Screening of a rat liver cDNA expression library constructed in the vector lambda gt11 with an affinity purified antiserum to rat phenylalanine hydroxylase has resulted in the isolation of two clones which contain the complete coding region (1362 base pairs) of phenylalanine hydroxylase and the entire 3'-untranslated region (562 base pairs). From the nucleotide sequence we deduced the amino acid sequence of the enzyme. The molecular weight is 51,632 (452 amino acids). The rat enzyme is highly homologous to human phenylalanine hydroxylase. The two proteins differ in only 36 amino acids (92% homology), many of which are conservative changes. A dot matrix computer program was used to analyze regions of homology with the amino acid sequence of rat tyrosine hydroxylase. Considerable homology was detected from amino acid 140 in the rat enzyme to the C terminus, but little or no homology was apparent in the N-terminal region. The cDNA clone was used to determine the levels of phenylalanine hydroxylase mRNA in rat tissues using RNA blot hybridization. Two mRNA species were detected, with approximate lengths of 2,000 and 2,400 nucleotides, which appear to derive from use of alternate polyadenylation signals. No difference in mRNA size was found in rats which have different phenylalanine hydroxylase alleles. The kidney was found to contain about 10% of the mRNA found in the liver, and no phenylalanine hydroxylase mRNA was detected in rat brain. Reuber H4 hepatoma cells were also analyzed for phenylalanine hydroxylase mRNA. The parental cells contained mRNA species of the same sizes as in rat liver. Incubation in 10(-6) M hydrocortisone for 24 h resulted in an 18-fold increase in the mRNA level. Mutant hepatoma cells which express very little phenylalanine hydroxylase contained less than 5% of the parental mRNA, but the gene still responded to hydrocortisone.

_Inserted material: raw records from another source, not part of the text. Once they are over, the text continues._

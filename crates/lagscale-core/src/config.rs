//! Trigger configuration handed to adapter constructors.
//!
//! The control loop resolves a trigger definition into a [`ScalerConfig`]
//! before building a scaler: raw metadata key/value pairs, secrets from
//! the trigger's authentication reference, and the environment visible to
//! the scaled workload. Adapters validate everything they need from it at
//! construction; a missing required value is an
//! [`InvalidConfiguration`](crate::ScalerError::InvalidConfiguration)
//! there, never a runtime failure.
//!
//! Two lookup chains mirror how trigger definitions reference values:
//!
//! - secrets: `auth_params[key]`, else metadata key `{key}FromEnv` naming
//!   an environment variable to read.
//! - plain values: `trigger_metadata[key]`, with the same `FromEnv`
//!   indirection as a fallback.
//!
//! Empty strings count as absent in both chains.

use std::collections::HashMap;
use std::fmt::Display;
use std::str::FromStr;

use serde::{Deserialize, Serialize};

use crate::error::{ScalerError, ScalerResult};

/// How an adapter obtains credentials for its backend.
#[derive(Debug, Clone, Copy, PartialEq, Eq, Default, Serialize, Deserialize)]
#[serde(rename_all = "snake_case")]
pub enum IdentityProvider {
    /// Connection-string style credentials resolved from auth params or
    /// the environment. Default.
    #[default]
    None,
    /// Ambient workload identity; the trigger names the backend by
    /// coordinates (namespace + name) instead of a connection string.
    Workload,
}

/// Resolved trigger configuration for one scaler.
#[derive(Debug, Clone, Default, Serialize, Deserialize)]
pub struct ScalerConfig {
    /// Trigger type, e.g. `eventstream` or `cloud-monitor`.
    pub trigger_type: String,
    /// Raw trigger metadata.
    pub trigger_metadata: HashMap<String, String>,
    /// Environment of the scaled workload, for `FromEnv` indirection.
    pub resolved_env: HashMap<String, String>,
    /// Secrets from the trigger's authentication reference.
    pub auth_params: HashMap<String, String>,
    /// Credential mode.
    pub identity_provider: IdentityProvider,
    /// Position of this trigger among the workload's triggers; baked
    /// into every metric name so concurrent triggers stay distinct.
    pub scaler_index: usize,
}

impl ScalerConfig {
    /// Metadata value for `key`, if present and non-empty.
    pub fn metadata(&self, key: &str) -> Option<&str> {
        self.trigger_metadata
            .get(key)
            .map(String::as_str)
            .filter(|v| !v.is_empty())
    }

    /// Metadata value parsed as `T`. A missing key is `Ok(None)`; a
    /// malformed value is an error naming the key.
    pub fn metadata_parsed<T>(&self, key: &str) -> ScalerResult<Option<T>>
    where
        T: FromStr,
        T::Err: Display,
    {
        match self.metadata(key) {
            None => Ok(None),
            Some(raw) => raw.parse::<T>().map(Some).map_err(|e| {
                ScalerError::InvalidConfiguration(format!("malformed {key} value {raw:?}: {e}"))
            }),
        }
    }

    /// Resolve a secret: auth params first, then `{key}FromEnv`
    /// indirection through the resolved environment.
    pub fn resolve_secret(&self, key: &str) -> Option<&str> {
        if let Some(v) = self.auth_params.get(key).filter(|v| !v.is_empty()) {
            return Some(v);
        }
        self.env_indirect(key)
    }

    /// Plain metadata value with `FromEnv` indirection as a fallback.
    pub fn metadata_or_env(&self, key: &str) -> Option<&str> {
        if let Some(v) = self.metadata(key) {
            return Some(v);
        }
        self.env_indirect(key)
    }

    fn env_indirect(&self, key: &str) -> Option<&str> {
        let env_key = self.metadata(&format!("{key}FromEnv"))?;
        self.resolved_env
            .get(env_key)
            .map(String::as_str)
            .filter(|v| !v.is_empty())
    }
}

用亲和纯化的抗大鼠苯丙氨酸羟化酶血清筛选以λgt11为载体构建的大鼠肝脏cDNA表达文库,已分离出两个克隆,它们包含苯丙氨酸羟化酶的完整编码区(1362个碱基对)和整个3'非翻译区(562个碱基对)。从核苷酸序列我们推导了该酶的氨基酸序列。分子量为51,632(452个氨基酸)。大鼠酶与人苯丙氨酸羟化酶高度同源。这两种蛋白质仅在36个氨基酸上不同(92%同源性),其中许多是保守性变化。用点阵计算机程序分析与大鼠酪氨酸羟化酶氨基酸序列的同源区域。在大鼠酶的第140位氨基酸到C末端检测到相当高的同源性,但在N末端区域几乎没有同源性。cDNA克隆用于通过RNA印迹杂交测定大鼠组织中苯丙氨酸羟化酶mRNA的水平。检测到两种mRNA种类,长度约为2000和2400个核苷酸,它们似乎来自交替使用的聚腺苷酸化信号。在具有不同苯丙氨酸羟化酶等位基因的大鼠中未发现mRNA大小的差异。发现肾脏中含有的mRNA约为肝脏中的10%,在大鼠脑中未检测到苯丙氨酸羟化酶mRNA。还对鲁伯H4肝癌细胞进行了苯丙氨酸羟化酶mRNA分析。亲本细胞含有与大鼠肝脏中大小相同的mRNA种类。在10^(-6)M氢化可的松中孵育24小时导致mRNA水平增加18倍。表达很少苯丙氨酸羟化酶的突变肝癌细胞所含的mRNA不到亲本细胞的5%,但该基因仍对氢化可的松有反应。